Streaming Responses via AWS Lambda

Streaming Responses via AWS Lambda

Building APIs on a Serverless stack includes using AWS Lambda Function URLs where the client traditionally requests the Lambda function and it responds after the Lambda function has completed execution.

Traditional API request-response via Lambda Function URL

This pattern for large payloads induces latency that can negatively affect the application's performance.

In this blog, we will look at how Lambda function's Response Streaming would be helpful and identify when it would be ideal to use Response Streaming for your workloads.

Lambda Response Streaming

AWS Lambda launched support for response streaming where this new pattern of API invocation allows the Lambda function to progressively send the response in chunks of data back to the client.

Lambda functions' Response Streaming

What does this pattern bring in?

  • Improved time to first byte (TTFB) that improves the performance where the latency of the API requests is reduced and response is received as chunks of data as and when they are available.
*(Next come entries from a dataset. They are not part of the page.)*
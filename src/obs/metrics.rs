// self
use crate::obs::{CycleOutcome, CycleStage};

/// Records a stage outcome via the global metrics recorder (when enabled).
pub fn record_cycle_outcome(stage: CycleStage, outcome: CycleOutcome) {
	#[cfg(feature = "metrics")]
	{
		metrics::counter!(
			"challenge_bridge_cycle_total",
			"stage" => stage.as_str(),
			"outcome" => outcome.as_str()
		)
		.increment(1);
	}

	#[cfg(not(feature = "metrics"))]
	{
		let _ = (stage, outcome);
	}
}

#[cfg(test)]
mod tests {
	// self
	use super::*;

	#[test]
	fn record_cycle_outcome_noop_without_recorder() {
		record_cycle_outcome(CycleStage::Challenge, CycleOutcome::Unresolved);
	}
}
//! Validated identifiers for realms, provider applications, and challenge cycles.

// std
use std::{ops::Deref, str::FromStr};
// crates.io
use rand::{Rng, distr::Alphanumeric};
// self
use crate::_prelude::*;

macro_rules! def_id {
	($name:ident, $doc:literal, $kind:literal, $validate:path) => {
		#[doc = $doc]
		#[derive(Clone, PartialEq, Eq, Hash, Serialize, Deserialize)]
		#[serde(try_from = "String", into = "String")]
		pub struct $name(String);
		impl $name {
			/// Creates a new identifier after validation.
			pub fn new(value: impl AsRef<str>) -> Result<Self, IdentifierError> {
				let view = value.as_ref();

				$validate($kind, view)?;

				Ok(Self(view.to_owned()))
			}
		}
		impl Deref for $name {
			type Target = str;

			fn deref(&self) -> &Self::Target {
				&self.0
			}
		}
		impl AsRef<str> for $name {
			fn as_ref(&self) -> &str {
				&self.0
			}
		}
		impl From<$name> for String {
			fn from(value: $name) -> Self {
				value.0
			}
		}
		impl TryFrom<String> for $name {
			type Error = IdentifierError;

			fn try_from(value: String) -> Result<Self, Self::Error> {
				$validate($kind, &value)?;

				Ok(Self(value))
			}
		}
		impl Debug for $name {
			fn fmt(&self, f: &mut Formatter) -> FmtResult {
				write!(f, concat!($kind, "({})"), self.0)
			}
		}
		impl Display for $name {
			fn fmt(&self, f: &mut Formatter) -> FmtResult {
				f.write_str(&self.0)
			}
		}
		impl FromStr for $name {
			type Err = IdentifierError;

			fn from_str(s: &str) -> Result<Self, Self::Err> {
				Self::new(s)
			}
		}
	};
}

const IDENTIFIER_MAX_LEN: usize = 128;
const CYCLE_ID_LEN: usize = 16;

/// Error returned when identifier validation fails.
#[derive(Clone, Debug, PartialEq, Eq, Serialize, ThisError)]
pub enum IdentifierError {
	/// The identifier was empty.
	#[error("{kind} identifier cannot be empty.")]
	Empty {
		/// Kind of identifier (realm, cycle).
		kind: &'static str,
	},
	/// The identifier contains whitespace characters.
	#[error("{kind} identifier contains whitespace.")]
	ContainsWhitespace {
		/// Kind of identifier (realm, cycle).
		kind: &'static str,
	},
	/// The identifier exceeded the allowed byte count.
	#[error("{kind} identifier exceeds {max} characters.")]
	TooLong {
		/// Kind of identifier (realm, cycle).
		kind: &'static str,
		/// Maximum permitted byte count.
		max: usize,
	},
}

def_id! {
	RealmId,
	"Authentication realm the host framework routes challenges by.",
	"Realm",
	validate_view
}
def_id! {
	ProviderAppId,
	"Identity-provider application id carried by a challenge, taken verbatim.",
	"App",
	accept_any
}
def_id! { CycleId, "Correlation id minted for every accepted challenge.", "Cycle", validate_view }
impl RealmId {
	/// Realm the host framework uses for Facebook challenges.
	pub const FACEBOOK: &'static str = "wl_facebookRealm";

	/// Returns the default Facebook realm.
	pub fn facebook() -> Self {
		Self(Self::FACEBOOK.to_owned())
	}
}
impl Default for RealmId {
	fn default() -> Self {
		Self::facebook()
	}
}
impl CycleId {
	/// Mints a random alphanumeric cycle id.
	pub fn generate() -> Self {
		Self(rand::rng().sample_iter(Alphanumeric).take(CYCLE_ID_LEN).map(char::from).collect())
	}
}

fn validate_view(kind: &'static str, view: &str) -> Result<(), IdentifierError> {
	if view.is_empty() {
		return Err(IdentifierError::Empty { kind });
	}
	if view.chars().any(char::is_whitespace) {
		return Err(IdentifierError::ContainsWhitespace { kind });
	}
	if view.len() > IDENTIFIER_MAX_LEN {
		return Err(IdentifierError::TooLong { kind, max: IDENTIFIER_MAX_LEN });
	}

	Ok(())
}

// The provider SDK owns the app id format; an empty string is passed through too.
fn accept_any(_kind: &'static str, _view: &str) -> Result<(), IdentifierError> {
	Ok(())
}
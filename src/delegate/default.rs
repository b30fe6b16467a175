//! Default delegate wired to the provider SDK's standard login flow.

// self
use crate::{
	_prelude::*,
	auth::ProviderAppId,
	delegate::{LoginCompletion, LoginDelegate, ProviderSdk},
	host::{ActivityResult, PlatformContext},
	obs::{self, CycleStage},
};

/// Delegate that launches the SDK login and settles the pending completion from activity results.
///
/// Only one login is tracked at a time. Starting a new login detaches the previous handle; the
/// bridge only starts a login once the earlier cycle was cleared, so that handle is stale.
pub struct DefaultLoginDelegate {
	sdk: Arc<dyn ProviderSdk>,
	pending: Mutex<Option<LoginCompletion>>,
}
impl DefaultLoginDelegate {
	/// Creates a delegate over the provided SDK.
	pub fn new(sdk: Arc<dyn ProviderSdk>) -> Self {
		Self { sdk, pending: Mutex::new(None) }
	}

	/// Returns `true` while a login awaits its activity result.
	pub fn is_pending(&self) -> bool {
		self.pending.lock().is_some()
	}
}
impl LoginDelegate for DefaultLoginDelegate {
	fn perform_login(
		&self,
		platform: &PlatformContext,
		app_id: &ProviderAppId,
		completion: LoginCompletion,
	) {
		*self.pending.lock() = Some(completion);
		self.sdk.log_in(platform, app_id);
	}

	fn handle_activity_result(&self, result: &ActivityResult) {
		let Some(outcome) = self.sdk.on_activity_result(result) else {
			return;
		};
		let pending = self.pending.lock().take();
		let Some(completion) = pending else {
			obs::log_warn(CycleStage::ActivityResult, "login finished without a pending challenge");

			return;
		};

		if let Err(e) = completion.resolve(outcome) {
			obs::log_error(CycleStage::ActivityResult, &e);
		}
	}
}
impl Debug for DefaultLoginDelegate {
	fn fmt(&self, f: &mut Formatter) -> FmtResult {
		f.debug_struct("DefaultLoginDelegate").field("pending", &self.is_pending()).finish()
	}
}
  • API response from Response Streaming supports larger payloads which have a soft limit of 20MB without the need to send it as a whole response.

  • Enabling asynchronous data streaming which sends the API response when the data is available.

Gotchas of this pattern

  • Runtime support: AWS Lambda supports the capability of Response Streaming with only NodeJS runtime as part of the managed runtimes but with custom runtimes, you can leverage the Runtimes API to implement this.
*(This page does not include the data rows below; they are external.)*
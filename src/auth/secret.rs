//! Provider access token wrapper that redacts sensitive material.

// self
use crate::_prelude::*;

/// Redacted access token keeping provider secrets out of logs.
#[derive(Clone, PartialEq, Eq, Serialize, Deserialize)]
#[serde(transparent)]
pub struct TokenSecret(String);
impl TokenSecret {
	/// Wraps a new token string.
	pub fn new(value: impl Into<String>) -> Self {
		Self(value.into())
	}

	/// Returns the inner token value. Callers must avoid logging this string.
	pub fn expose(&self) -> &str {
		&self.0
	}
}
impl From<String> for TokenSecret {
	fn from(value: String) -> Self {
		Self(value)
	}
}
impl From<&str> for TokenSecret {
	fn from(value: &str) -> Self {
		Self(value.to_owned())
	}
}
impl Debug for TokenSecret {
	fn fmt(&self, f: &mut Formatter) -> FmtResult {
		f.debug_tuple("TokenSecret").field(&"<redacted>").finish()
	}
}
impl Display for TokenSecret {
	fn fmt(&self, f: &mut Formatter) -> FmtResult {
		f.write_str("<redacted>")
	}
}
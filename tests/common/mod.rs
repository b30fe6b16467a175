//! Recording fakes for the host framework, provider SDK, and login delegate.

#![allow(dead_code)]

// std
use std::sync::{
	Arc,
	atomic::{AtomicUsize, Ordering},
};
// crates.io
use parking_lot::Mutex;
use serde_json::{Value, json};
use time::{Duration, OffsetDateTime, macros};
// self
use challenge_bridge::{
	BridgeConfig, ChallengeBridge,
	auth::{ProviderAppId, RealmId},
	bridge::Clock,
	challenge::{Challenge, LoginOutcome},
	delegate::{LoginCompletion, LoginDelegate, ProviderSdk},
	host::{
		ActivityResult, AuthenticationContext, AuthenticationListener, AuthenticationRegistry,
		PlatformContext,
	},
};

/// Host registry that remembers every registration.
#[derive(Default)]
pub struct RecordingRegistry {
	registrations: Mutex<Vec<(RealmId, Arc<dyn AuthenticationListener>)>>,
}
impl RecordingRegistry {
	pub fn realms(&self) -> Vec<String> {
		self.registrations.lock().iter().map(|(realm, _)| realm.to_string()).collect()
	}

	/// Latest listener registered for `realm`, as the host would dispatch to it.
	pub fn listener(&self, realm: &str) -> Arc<dyn AuthenticationListener> {
		self.registrations
			.lock()
			.iter()
			.rev()
			.find(|(registered, _)| registered.as_ref() == realm)
			.map(|(_, listener)| listener.clone())
			.expect("A listener should be registered for the realm.")
	}
}
impl AuthenticationRegistry for RecordingRegistry {
	fn register_authentication_listener(
		&self,
		realm: &RealmId,
		listener: Arc<dyn AuthenticationListener>,
	) {
		self.registrations.lock().push((realm.clone(), listener));
	}
}

type Hook = Box<dyn Fn() + Send + Sync>;

/// One-shot host context that records submissions.
#[derive(Default)]
pub struct RecordingContext {
	answers: Mutex<Vec<Value>>,
	failures: Mutex<Vec<Value>>,
	on_submit: Mutex<Option<Hook>>,
}
impl RecordingContext {
	pub fn new() -> Arc<Self> {
		Arc::new(Self::default())
	}

	/// Runs `hook` synchronously inside the next submission, like a re-entrant host.
	pub fn on_submit(&self, hook: impl Fn() + Send + Sync + 'static) {
		*self.on_submit.lock() = Some(Box::new(hook));
	}

	pub fn answers(&self) -> Vec<Value> {
		self.answers.lock().clone()
	}

	pub fn failures(&self) -> Vec<Value> {
		self.failures.lock().clone()
	}

	pub fn submissions(&self) -> usize {
		self.answers.lock().len() + self.failures.lock().len()
	}

	pub fn failure_reason(&self, idx: usize) -> Value {
		self.failures.lock()[idx]["reason"].clone()
	}

	fn run_hook(&self) {
		let hook = self.on_submit.lock().take();

		if let Some(hook) = hook {
			hook();
		}
	}
}
impl AuthenticationContext for RecordingContext {
	fn submit_answer(&self, answer: Value) {
		self.answers.lock().push(answer);
		self.run_hook();
	}

	fn submit_failure(&self, info: Value) {
		self.failures.lock().push(info);
		self.run_hook();
	}
}

/// Provider SDK fake that finishes logins when told to.
#[derive(Default)]
pub struct ScriptedSdk {
	inits: AtomicUsize,
	logins: Mutex<Vec<String>>,
	next_outcome: Mutex<Option<LoginOutcome>>,
}
impl ScriptedSdk {
	pub fn inits(&self) -> usize {
		self.inits.load(Ordering::SeqCst)
	}

	pub fn logins(&self) -> Vec<String> {
		self.logins.lock().clone()
	}

	/// The next activity result reports `outcome`.
	pub fn finish_with(&self, outcome: LoginOutcome) {
		*self.next_outcome.lock() = Some(outcome);
	}
}
impl ProviderSdk for ScriptedSdk {
	fn initialize(&self, _platform: &PlatformContext) {
		self.inits.fetch_add(1, Ordering::SeqCst);
	}

	fn log_in(&self, _platform: &PlatformContext, app_id: &ProviderAppId) {
		self.logins.lock().push(app_id.to_string());
	}

	fn on_activity_result(&self, _result: &ActivityResult) -> Option<LoginOutcome> {
		self.next_outcome.lock().take()
	}
}

/// Custom delegate that parks completions until the test resolves them.
#[derive(Default)]
pub struct ScriptedDelegate {
	app_ids: Mutex<Vec<String>>,
	completions: Mutex<Vec<LoginCompletion>>,
	activity_results: Mutex<Vec<ActivityResult>>,
}
impl ScriptedDelegate {
	pub fn new() -> Arc<Self> {
		Arc::new(Self::default())
	}

	pub fn app_ids(&self) -> Vec<String> {
		self.app_ids.lock().clone()
	}

	pub fn logins(&self) -> usize {
		self.app_ids.lock().len()
	}

	pub fn activity_results(&self) -> Vec<ActivityResult> {
		self.activity_results.lock().clone()
	}

	/// Removes the oldest parked completion.
	pub fn take_completion(&self) -> LoginCompletion {
		let mut completions = self.completions.lock();

		assert!(!completions.is_empty(), "A login completion should be parked.");

		completions.remove(0)
	}
}
impl LoginDelegate for ScriptedDelegate {
	fn perform_login(
		&self,
		_platform: &PlatformContext,
		app_id: &ProviderAppId,
		completion: LoginCompletion,
	) {
		self.app_ids.lock().push(app_id.to_string());
		self.completions.lock().push(completion);
	}

	fn handle_activity_result(&self, result: &ActivityResult) {
		self.activity_results.lock().push(result.clone());
	}
}

/// Manually advanced clock.
pub struct TestClock(Mutex<OffsetDateTime>);
impl TestClock {
	pub fn new() -> Arc<Self> {
		Arc::new(Self(Mutex::new(macros::datetime!(2025-11-10 12:00 UTC))))
	}

	pub fn now(&self) -> OffsetDateTime {
		*self.0.lock()
	}

	pub fn advance(&self, by: Duration) {
		*self.0.lock() += by;
	}

	pub fn as_clock(self: &Arc<Self>) -> Clock {
		let clock = self.clone();

		Arc::new(move || clock.now())
	}
}

pub struct Harness {
	pub bridge: Arc<ChallengeBridge>,
	pub registry: Arc<RecordingRegistry>,
	pub sdk: Arc<ScriptedSdk>,
	pub clock: Arc<TestClock>,
}
impl Harness {
	pub fn new(config: BridgeConfig) -> Self {
		let registry = Arc::new(RecordingRegistry::default());
		let sdk = Arc::new(ScriptedSdk::default());
		let clock = TestClock::new();
		let bridge =
			ChallengeBridge::with_clock(registry.clone(), sdk.clone(), config, clock.as_clock());

		Self { bridge, registry, sdk, clock }
	}

	/// Harness with a registered [`ScriptedDelegate`].
	pub fn with_delegate(config: BridgeConfig) -> (Self, Arc<ScriptedDelegate>) {
		let harness = Self::new(config);
		let delegate = ScriptedDelegate::new();

		harness.bridge.register_authentication_listener(&PlatformContext::empty(), delegate.clone());

		(harness, delegate)
	}

	/// Dispatches a challenge the way the host does, through the registered listener.
	pub fn dispatch(&self, context: &Arc<RecordingContext>, payload: Value) {
		let listener = self.registry.listener(self.bridge.realm());

		listener.on_authentication_challenge_received(
			context.clone(),
			&Challenge::new(payload),
			&PlatformContext::empty(),
		);
	}
}

pub fn facebook_challenge(app_id: &str) -> Value {
	json!({ "facebookAppId": app_id })
}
  • Payload size: The maximum response payload size supported is 20MB which is a soft limit you can request more via AWS Support. The first 6MB of the response is streaming without bandwidth constraints but as the data exceeds 6MB, you will have a maximum throughput of 2MB/s.

  • Network cost: Similar to the payload limits, the first 6MB of the response is free and there would be data transfer charges for the total data streamed from the Lambda function.
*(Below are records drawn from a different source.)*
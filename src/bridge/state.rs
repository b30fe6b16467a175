//! In-flight bookkeeping for the bridge state machine.

// self
use crate::{
	_prelude::*,
	auth::{CycleId, ProviderAppId},
	host::AuthenticationContext,
};

/// Host context owned by the bridge between challenge acceptance and resolution.
pub(crate) struct InFlight {
	pub(crate) cycle: CycleId,
	pub(crate) context: Arc<dyn AuthenticationContext>,
	pub(crate) app_id: ProviderAppId,
	pub(crate) started_at: OffsetDateTime,
}
impl InFlight {
	fn is_expired(&self, now: OffsetDateTime, timeout: Option<Duration>) -> bool {
		timeout.is_some_and(|timeout| now - self.started_at >= timeout)
	}
}

#[derive(Default)]
pub(crate) enum BridgeState {
	#[default]
	Idle,
	AwaitingDelegate(InFlight),
}
impl BridgeState {
	/// Stores `in_flight` unless a cycle is outstanding, in which case its id is returned.
	pub(crate) fn begin(&mut self, in_flight: InFlight) -> Result<(), CycleId> {
		match self {
			BridgeState::Idle => {
				*self = BridgeState::AwaitingDelegate(in_flight);

				Ok(())
			},
			BridgeState::AwaitingDelegate(current) => Err(current.cycle.clone()),
		}
	}

	/// Fails unless a context is outstanding and, when `expected` is given, belongs to it.
	pub(crate) fn check(&self, expected: Option<&CycleId>) -> Result<()> {
		match (self, expected) {
			(BridgeState::Idle, None) => Err(Error::NoInFlightContext),
			(BridgeState::Idle, Some(cycle)) =>
				Err(Error::StaleCompletion { cycle: cycle.clone() }),
			(BridgeState::AwaitingDelegate(current), Some(cycle)) if current.cycle != *cycle =>
				Err(Error::StaleCompletion { cycle: cycle.clone() }),
			(BridgeState::AwaitingDelegate(_), _) => Ok(()),
		}
	}

	/// Takes the outstanding context, optionally only when it belongs to `expected`.
	pub(crate) fn take(&mut self, expected: Option<&CycleId>) -> Result<InFlight> {
		self.check(expected)?;

		self.clear().ok_or(Error::NoInFlightContext)
	}

	/// Takes the outstanding context when it is older than `timeout`.
	pub(crate) fn take_expired(
		&mut self,
		now: OffsetDateTime,
		timeout: Option<Duration>,
	) -> Option<InFlight> {
		match std::mem::take(self) {
			BridgeState::AwaitingDelegate(current) if current.is_expired(now, timeout) =>
				Some(current),
			other => {
				*self = other;

				None
			},
		}
	}

	/// Unconditionally returns to `Idle`.
	pub(crate) fn clear(&mut self) -> Option<InFlight> {
		match std::mem::take(self) {
			BridgeState::Idle => None,
			BridgeState::AwaitingDelegate(in_flight) => Some(in_flight),
		}
	}
}
//! Bridge configuration: realm, unresolved-cycle policy, and login timeout.

// self
use crate::{_prelude::*, auth::RealmId, error::ConfigError};

/// What the bridge does on paths that would otherwise leave the host challenge unanswered.
#[derive(Clone, Copy, Debug, Default, PartialEq, Eq, Serialize, Deserialize)]
#[serde(rename_all = "snake_case")]
pub enum UnresolvedPolicy {
	/// Submit a failure to the host and clear the in-flight context.
	#[default]
	Fail,
	/// Log only and leave the host waiting.
	///
	/// Malformed challenges get no submission, and an answer that cannot be built keeps the
	/// in-flight context outstanding.
	Leave,
}
impl UnresolvedPolicy {
	/// Returns a stable label suitable for log fields.
	pub const fn as_str(self) -> &'static str {
		match self {
			UnresolvedPolicy::Fail => "fail",
			UnresolvedPolicy::Leave => "leave",
		}
	}
}

/// Runtime configuration for a [`ChallengeBridge`](crate::ChallengeBridge).
#[derive(Clone, Debug, Default, PartialEq, Eq, Serialize, Deserialize)]
#[serde(default, deny_unknown_fields)]
pub struct BridgeConfig {
	/// Realm the bridge registers for.
	pub realm: RealmId,
	/// Handling of paths that cannot produce a regular answer.
	pub unresolved_policy: UnresolvedPolicy,
	/// Seconds after which an unanswered login is failed with a timeout.
	pub login_timeout_secs: Option<u64>,
}
impl BridgeConfig {
	/// Parses a JSON configuration document, reporting the failing field path.
	pub fn from_json_str(raw: &str) -> Result<Self, ConfigError> {
		let mut de = serde_json::Deserializer::from_str(raw);
		let config: Self = serde_path_to_error::deserialize(&mut de)
			.map_err(|source| ConfigError::Parse { source })?;

		config.validate()?;

		Ok(config)
	}

	/// Overrides the realm.
	pub fn with_realm(mut self, realm: RealmId) -> Self {
		self.realm = realm;

		self
	}

	/// Overrides the unresolved-cycle policy.
	pub fn with_unresolved_policy(mut self, policy: UnresolvedPolicy) -> Self {
		self.unresolved_policy = policy;

		self
	}

	/// Sets the login timeout, rounded up to whole seconds. Non-positive values disable it.
	pub fn with_login_timeout(mut self, timeout: Duration) -> Self {
		let secs = timeout.whole_seconds() + i64::from(timeout.subsec_nanoseconds() > 0);

		self.login_timeout_secs = u64::try_from(secs).ok().filter(|secs| *secs > 0);

		self
	}

	/// Login timeout, when configured. A zero timeout is treated as disabled.
	pub fn login_timeout(&self) -> Option<Duration> {
		self.login_timeout_secs
			.filter(|secs| *secs > 0)
			.map(|secs| Duration::seconds(i64::try_from(secs).unwrap_or(i64::MAX)))
	}

	/// Checks invariants that serde cannot express.
	pub fn validate(&self) -> Result<(), ConfigError> {
		if self.login_timeout_secs == Some(0) {
			return Err(ConfigError::NonPositiveTimeout);
		}

		Ok(())
	}
}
  • Function timeout: This goes without saying that you need to configure the right timeout for the Lambda function, the default 3s may be short but something beyond the 60s would also result in the API client terminating with the timeout error.

  • API endpoints: The Response Streaming feature is available with only Lambda Function URL and expects the Function URL to use ResponseStream as the invocation mode. APIs are best managed with AWS API Gateway or Application Load Balancer (ALB) which doesn't support the response feature yet.

Building AWS Lambda with Response Streaming

We Learn Something New Everyday Here Learning GIF

AWS Lambda uses the Node's Writable Stream API, so you can use write() from NodeJS to write into the stream, or Lambda functions introduced pipeline() which extends the capability of the stream from util.

Node's write()

Response Streaming with write() would directly write into the Streams and whenever there is data in the stream, that would be sent to the client as a response. This method would expect you to manually handle the stream end.

exports.handler = awslambda.streamifyResponse(
    async (event, responseStream, context) => {
        const httpResponseMetadata = {
            statusCode: 200,
            headers: {
                "Content-Type": "text/html",
            }
        };

        responseStream = awslambda.HttpResponseStream.from(responseStream, httpResponseMetadata);

        responseStream.write("<html>");
        responseStream.write("<p>Hello!</p>");

        responseStream.write("<h1>Let's start streaming response</h1>");
        await new Promise(r => setTimeout(r, 1000));
        responseStream.write("<h2>Serverless</h2>");
        await new Promise(r => setTimeout(r, 1000));
        responseStream.write("<h3>Is</h3>");
        await new Promise(r => setTimeout(r, 1000));
        responseStream.write("<h3>Way</h3>");
        await new Promise(r => setTimeout(r, 1000));
        responseStream.write("<h3>More</h3>");
        await new Promise(r => setTimeout(r, 1000));
        responseStream.write("<h3>Mature</h3>");
        await new Promise(r => setTimeout(r, 1000));
        responseStream.write("<p>DONE!</p>");
        responseStream.end();
    }
);

When you publish the above Lambda function and invoke the Function URL via a web browser, you can notice how the streaming responses are received.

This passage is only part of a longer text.